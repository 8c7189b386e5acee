// FOC current loop
// Measured phase currents -> dq -> two PID regulators -> modulation vector -> duties

use super::pid_controller::PidController;
use super::svpwm::{svpwm, PwmDuties};
use super::transforms::{clarke, clarke3, inverse_park_cs, limit_magnitude, park_cs};
use crate::angle::ElectricalAngle;
use crate::config::FocConfig;

/// Largest modulation vector magnitude passed to the modulator (linear range)
pub const MAX_MODULATION: f32 = 1.0;

/// Measured phase currents [A]
#[derive(Debug, Clone, Copy, PartialEq)]
#[cfg_attr(feature = "defmt", derive(defmt::Format))]
pub enum PhaseCurrents {
    /// Phases A and B; C is inferred
    Two { a: f32, b: f32 },
    Three { a: f32, b: f32, c: f32 },
}

impl PhaseCurrents {
    fn is_finite(&self) -> bool {
        match *self {
            Self::Two { a, b } => a.is_finite() && b.is_finite(),
            Self::Three { a, b, c } => a.is_finite() && b.is_finite() && c.is_finite(),
        }
    }

    /// Stationary frame (α, β)
    pub fn alpha_beta(&self) -> (f32, f32) {
        match *self {
            Self::Two { a, b } => clarke(a, b),
            Self::Three { a, b, c } => clarke3(a, b, c),
        }
    }
}

/// Command for one current-loop period
#[derive(Debug, Clone, Copy, PartialEq)]
#[cfg_attr(feature = "defmt", derive(defmt::Format))]
pub enum LoopReference {
    /// Modulation vector applied directly; regulators are bypassed
    Voltage { vd: f32, vq: f32 },
    /// Axis current references [A]
    Current { id: f32, iq: f32 },
}

/// Result of one current-loop period
#[derive(Debug, Clone, Copy, PartialEq, Default)]
#[cfg_attr(feature = "defmt", derive(defmt::Format))]
pub struct LoopOutput {
    /// Measured axis currents [A]
    pub id: f32,
    pub iq: f32,
    /// Modulation vector after magnitude limiting
    pub vd: f32,
    pub vq: f32,
    pub v_alpha: f32,
    pub v_beta: f32,
    pub duties: PwmDuties,
}

/// Field-oriented current controller
pub struct CurrentLoop {
    id_pid: PidController,
    iq_pid: PidController,
}

impl CurrentLoop {
    pub fn new(config: &FocConfig) -> Self {
        Self {
            id_pid: PidController::new(&config.id),
            iq_pid: PidController::new(&config.iq),
        }
    }

    /// Apply new gains without clearing the integrators
    pub fn set_config(&mut self, config: &FocConfig) {
        self.id_pid.set_gains(&config.id);
        self.iq_pid.set_gains(&config.iq);
    }

    pub fn reset(&mut self) {
        self.id_pid.reset();
        self.iq_pid.reset();
    }

    /// Run one period
    ///
    /// # Arguments
    /// * `theta` - Rotor electrical angle
    /// * `currents` - Measured phase currents
    /// * `reference` - Voltage or current command
    pub fn update(&mut self, theta: ElectricalAngle, currents: PhaseCurrents, reference: LoopReference) -> LoopOutput {
        if !currents.is_finite() {
            self.reset();
            return LoopOutput::default();
        }

        let (cos_theta, sin_theta) = theta.cos_sin();

        let (i_alpha, i_beta) = currents.alpha_beta();
        let (id, iq) = park_cs(i_alpha, i_beta, cos_theta, sin_theta);

        let (vd_cmd, vq_cmd) = match reference {
            LoopReference::Voltage { vd, vq } => (vd, vq),
            LoopReference::Current { id: id_ref, iq: iq_ref } => {
                (self.id_pid.update(id_ref, id), self.iq_pid.update(iq_ref, iq))
            }
        };

        let (vd, vq) = limit_magnitude(vd_cmd, vq_cmd, MAX_MODULATION);
        let (v_alpha, v_beta) = inverse_park_cs(vd, vq, cos_theta, sin_theta);
        let duties = svpwm(v_alpha, v_beta);

        LoopOutput {
            id,
            iq,
            vd,
            vq,
            v_alpha,
            v_beta,
            duties,
        }
    }
}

WHAT NEEDS TO BE DONE: Your answer should be the line with "(self.id_pid.update(id_ref, id), self.iq_pid.update(iq_ref, iq))" and all lines after it in the listing above, repeated exactly. No other lines belong.

RESPONSE TO THIS EXERCISE:
                (self.id_pid.update(id_ref, id), self.iq_pid.update(iq_ref, iq))
            }
        };

        let (vd, vq) = limit_magnitude(vd_cmd, vq_cmd, MAX_MODULATION);
        let (v_alpha, v_beta) = inverse_park_cs(vd, vq, cos_theta, sin_theta);
        let duties = svpwm(v_alpha, v_beta);

        LoopOutput {
            id,
            iq,
            vd,
            vq,
            v_alpha,
            v_beta,
            duties,
        }
    }
}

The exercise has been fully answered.